Önceden anneler; biriyle konuşurken, araya girilmemesi gerektiğini tembihlerdi çocuklarına. Onlar da buna uyardı. Şimdilerde ise; çocuklar gelip sohbetinizi bölüyor, anne buna müsamaha gösteriyor. Çocuk bu kadar müsamaha karşısında; «Ben her istediğimi yapabilirim.» düşüncesiyle şımarık ve fütursuz yetişiyor.

 

Belli bir aile terbiyesi görmüş, küçüğünü büyüğünü bilen edepli çocuklar ise günümüzde maalesef «ezik» diye nitelenmekte.
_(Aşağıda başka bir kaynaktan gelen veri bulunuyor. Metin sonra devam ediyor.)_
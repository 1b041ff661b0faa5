//! In-memory stand-ins for the hardware, for tests and the `mock` feature.

use std::collections::{BTreeSet, HashMap};
use std::io;
use std::sync::{Arc, Mutex};
use std::time::Duration;

use time::macros::datetime;
use time::{Date, OffsetDateTime, Time, UtcOffset};

use crate::adapters::{AlarmPanel, Clock, Feedback, Level, OneWireBus, PinBank, PinMode, SolarCalculator};
use crate::configs::{
    Alarm, Gpio, GpioBackend, Location, Logger, OneWire, Relays, Server, Settings,
};
use crate::errors::{AlarmError, GpioError, SensorFault, SolarError};
use crate::models::{AlarmZone, RelayLine, SensorDefinition};

/// A complete installation with three sensors, the usual four relays and two
/// garage zones.
pub fn test_settings() -> Settings {
    let relay = |pin, label: &str, hold_seconds| RelayLine {
        pin,
        label: label.to_string(),
        hold_seconds,
    };

    Settings {
        logger: Logger { level: String::from("debug") },
        server: Server {
            host: String::from("127.0.0.1"),
            port: 5000,
            prefix: String::from("ah"),
        },
        gpio: Gpio { backend: GpioBackend::DryRun },
        one_wire: OneWire {
            devices_root: String::from("/sys/bus/w1/devices"),
            read_timeout_ms: 2000,
        },
        sensors: vec![
            SensorDefinition::new("28-outside", "Zewnatrz", 1.0),
            SensorDefinition::new("28-ground", "Parter", 1.06),
            SensorDefinition::new("28-attic", "Strych", 1.06),
        ],
        relays: Relays {
            gate: relay(18, "Gate", 0.5),
            entrance: relay(23, "Entrance", 4.0),
            garage: relay(25, "Garage", 2.0),
            heating: relay(24, "Heating", 0.0),
        },
        alarm: Alarm {
            host: String::from("127.0.0.1"),
            port: 7094,
            pin: String::from("1234"),
            timeout_ms: 500,
            garage_zone: 8,
            zones: vec![
                AlarmZone { id: 8, label: String::from("Garaz brama") },
                AlarmZone { id: 9, label: String::from("Garaz drzwi") },
            ],
        },
        location: Location { latitude: 51.21, longitude: 21.01 },
    }
}

#[derive(Debug, Clone, Copy, PartialEq, Eq)]
pub enum PinOp {
    Setup(u8, PinMode, Level),
    Write(u8, Level),
    Release(u8),
    Persist(u8),
}

/// Records every pin operation. Clones share the same log.
#[derive(Clone, Default)]
pub struct RecordingPinBank {
    ops: Arc<Mutex<Vec<PinOp>>>,
    fail_writes: bool,
}

impl RecordingPinBank {
    pub fn new() -> Self {
        Self::default()
    }

    pub fn failing_writes(mut self) -> Self {
        self.fail_writes = true;
        self
    }

    pub fn ops(&self) -> Vec<PinOp> {
        self.ops.lock().unwrap().clone()
    }

    fn record(&self, op: PinOp) {
        self.ops.lock().unwrap().push(op);
    }
}

impl PinBank for RecordingPinBank {
    fn setup(&mut self, pin: u8, mode: PinMode, initial: Level) -> Result<(), GpioError> {
        self.record(PinOp::Setup(pin, mode, initial));
        Ok(())
    }

    fn write(&mut self, pin: u8, level: Level) -> Result<(), GpioError> {
        self.record(PinOp::Write(pin, level));

        if self.fail_writes {
            return Err(GpioError::NotClaimed(pin));
        }
        Ok(())
    }

    fn release(&mut self, pin: u8) -> Result<(), GpioError> {
        self.record(PinOp::Release(pin));
        Ok(())
    }

    fn persist(&mut self, pin: u8) -> Result<(), GpioError> {
        self.record(PinOp::Persist(pin));
        Ok(())
    }
}

/// Serves canned `w1_slave` contents by device id.
#[derive(Default)]
pub struct FixtureBus {
    samples: Mutex<HashMap<String, String>>,
}

impl FixtureBus {
    pub fn new() -> Self {
        Self::default()
    }

    pub fn with_sample(self, id: &str, sample: &str) -> Self {
        self.set_sample(id, sample);
        self
    }

    pub fn set_sample(&self, id: &str, sample: &str) {
        self.samples.lock().unwrap().insert(id.to_string(), sample.to_string());
    }
}

impl OneWireBus for FixtureBus {
    fn read_raw_sample(&self, sensor_id: &str) -> Result<String, SensorFault> {
        self.samples
            .lock()
            .unwrap()
            .get(sensor_id)
            .cloned()
            .ok_or_else(|| io::Error::new(io::ErrorKind::NotFound, format!("no device {sensor_id}")).into())
    }
}

pub struct ScriptedAlarmPanel {
    violated: Option<BTreeSet<u16>>,
    time: Option<String>,
}

impl ScriptedAlarmPanel {
    pub fn with_violated(zones: impl IntoIterator<Item = u16>) -> Self {
        Self {
            violated: Some(zones.into_iter().collect()),
            time: None,
        }
    }

    pub fn unreachable() -> Self {
        Self { violated: None, time: None }
    }

    pub fn with_time(mut self, time: &str) -> Self {
        self.time = Some(time.to_string());
        self
    }
}

fn refused() -> AlarmError {
    AlarmError::Connect {
        endpoint: String::from("127.0.0.1:7094"),
        source: io::Error::new(io::ErrorKind::ConnectionRefused, "connection refused"),
    }
}

impl AlarmPanel for ScriptedAlarmPanel {
    fn violated_zones(&self) -> Result<BTreeSet<u16>, AlarmError> {
        self.violated.clone().ok_or_else(refused)
    }

    fn current_time(&self) -> Result<String, AlarmError> {
        match (&self.violated, &self.time) {
            (None, _) => Err(refused()),
            (Some(_), Some(time)) => Ok(time.clone()),
            (Some(_), None) => Err(AlarmError::Protocol(String::from("no clock scripted"))),
        }
    }
}

/// The sun sets at the same time of day on every date.
pub struct FixedSun {
    sunset: Result<Time, SolarError>,
}

impl FixedSun {
    pub fn at(time: Time) -> Self {
        Self { sunset: Ok(time) }
    }

    pub fn never_sets() -> Self {
        Self { sunset: Err(SolarError::NeverSets) }
    }
}

impl SolarCalculator for FixedSun {
    fn sunset_utc(&self, _latitude: f64, _longitude: f64, date: Date) -> Result<OffsetDateTime, SolarError> {
        self.sunset.clone().map(|time| date.with_time(time).assume_utc())
    }
}

struct ClockState {
    now: OffsetDateTime,
    slept: Vec<Duration>,
}

/// A clock that only moves when slept on.
pub struct ManualClock {
    state: Mutex<ClockState>,
    offset: UtcOffset,
    panic_on_sleep: bool,
}

impl ManualClock {
    pub fn starting_at(now: OffsetDateTime) -> Self {
        Self {
            state: Mutex::new(ClockState { now, slept: Vec::new() }),
            offset: UtcOffset::UTC,
            panic_on_sleep: false,
        }
    }

    pub fn with_offset(mut self, offset: UtcOffset) -> Self {
        self.offset = offset;
        self
    }

    pub fn panicking_on_sleep(mut self) -> Self {
        self.panic_on_sleep = true;
        self
    }

    pub fn slept(&self) -> Vec<Duration> {
        self.state.lock().unwrap().slept.clone()
    }
}

impl Default for ManualClock {
    fn default() -> Self {
        Self::starting_at(datetime!(2024-06-21 12:00 UTC))
    }
}

impl Clock for ManualClock {
    fn now_utc(&self) -> OffsetDateTime {
        self.state.lock().unwrap().now
    }

    fn local_offset(&self) -> UtcOffset {
        self.offset
    }

    fn sleep(&self, duration: Duration) {
        if self.panic_on_sleep {
            panic!("interrupted while holding a relay");
        }

        let mut state = self.state.lock().unwrap();
        state.now += duration;
        state.slept.push(duration);
    }
}

#[derive(Default)]
pub struct CollectingFeedback {
    messages: Mutex<Vec<String>>,
}

impl CollectingFeedback {
    pub fn messages(&self) -> Vec<String> {
        self.messages.lock().unwrap().clone()
    }
}

impl Feedback for CollectingFeedback {
    fn notify(&self, message: &str) {
        self.messages.lock().unwrap().push(message.to_string());
    }
}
Hattâ, psikolojik problemi olduğu kanaati hâsıl olmaktadır.

 

«Peki bu duruma nasıl geldik?» sorusunun muhatabı yine bizleriz. Eğitim sistemimizin çarpıklığı ile beraber, tarihimiz ve özümüzden uzaklaşıp başka kültürlere yelken açtığımızdan bu yana, sularımız hiç durulmadı. Yaban söylemler, hikâyeler bize kılavuzluk edemedi. Edemez de. Topyekûn savruluşumuza sebep olan bu vak‘alardan kurtulup, yeniden Allah –celle celâlühû-’nun ipine sımsıkı sarılma zamanıdır şimdi. Îmânımızın gerektirdiği şekilde yaşamak için; pörsüyen, iştiyakını yitiren gönüllerin yeniden dirilme vaktidir şimdi.

 

Anneler gerçek kimliklerine sahip çıkıp, aslî vazifelerini idrâk ettiklerinde; «mecâzî kölelik»ten âzâd olacaktır inşâallah. Bunun için çok okumak, bilgi sahibi olmak gerekiyor vesselâm…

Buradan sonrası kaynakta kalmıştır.